My other big beef is testing. Do you realize that people who know nothing about planning quality education on a daily basis make these decisions. We start testing every child in the state next week and my darlings are included in that. Can I just say I hate it. Some of the little ones don't realize what is going on and that is a blessing! What is the most painful to watch is when they are smart enough to realize they don't know the answer. I know that some testing is a necessary evil of education, but what could we do to improve it if we had just some of that money to lower class sizes. I could only begin to guess how many millions we spend on testing in this country!
I love my job, my school and mostly my kids! They are why I do what I do!

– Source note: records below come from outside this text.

//! Unit-set validation and definition-level errors.
//!
//! Validation runs before any unit executes: an empty unit list, duplicate
//! names or names that cannot appear in a `{{placeholder}}` are caller
//! misuse and abort the run up front.

use std::collections::HashSet;

use cadence_types::workflow::{PREV_OUTPUT_KEY, UnitDefinition};

// ---------------------------------------------------------------------------
// Error type
// ---------------------------------------------------------------------------

/// Errors detected while validating or planning a workflow.
#[derive(Debug, thiserror::Error, PartialEq, Eq)]
pub enum WorkflowError {
    /// No units were supplied.
    #[error("workflow must have at least one unit")]
    EmptyWorkflow,

    /// Structural validation failure.
    #[error("validation error: {0}")]
    ValidationError(String),

    /// Two units share a name.
    #[error("duplicate unit name: '{0}'")]
    DuplicateUnit(String),

    /// The dependency graph contains a cycle. Members are sorted by name.
    #[error("dependency cycle detected among units: {}", members.join(", "))]
    DependencyCycle { members: Vec<String> },
}

// ---------------------------------------------------------------------------
// Validation
// ---------------------------------------------------------------------------

/// Validate a unit set before execution.
///
/// Checks:
/// - at least one unit
/// - every name is non-empty, is not the reserved `prev_output` key, and
///   contains no whitespace, braces or dots (dots would make `name.output`
///   ambiguous)
/// - names are unique
pub fn validate_units(units: &[UnitDefinition]) -> Result<(), WorkflowError> {
    if units.is_empty() {
        return Err(WorkflowError::EmptyWorkflow);
    }

    let mut seen = HashSet::new();
    for unit in units {
        validate_name(&unit.name)?;
        if !seen.insert(unit.name.as_str()) {
            return Err(WorkflowError::DuplicateUnit(unit.name.clone()));
        }
    }

    Ok(())
}

fn validate_name(name: &str) -> Result<(), WorkflowError> {
    if name.is_empty() {
        return Err(WorkflowError::ValidationError(
            "unit name must not be empty".to_string(),
        ));
    }
    if name == PREV_OUTPUT_KEY {
        return Err(WorkflowError::ValidationError(format!(
            "unit name '{name}' is reserved"
        )));
    }
    if name
        .chars()
        .any(|c| c.is_whitespace() || matches!(c, '{' | '}' | '.'))
    {
        return Err(WorkflowError::ValidationError(format!(
            "unit name '{name}' contains invalid characters (whitespace, braces and dots are not allowed)"
        )));
    }
    Ok(())
}

// ---------------------------------------------------------------------------
// Tests
// ---------------------------------------------------------------------------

One last thing to leave you thinking about...voting for president. I realize that the war and the economy are what we hear the most about. I agree that they are important. I will be the first to gripe about the cost of gas these days, but I don't feel like I know what any of the three remaining candidates will do with the current state of NCLB and the educational system as a whole. We need to ask more questions, because when the war is over and the price of gas has evened out our children will still be living with what we teach them and they will be our soldiers and economists!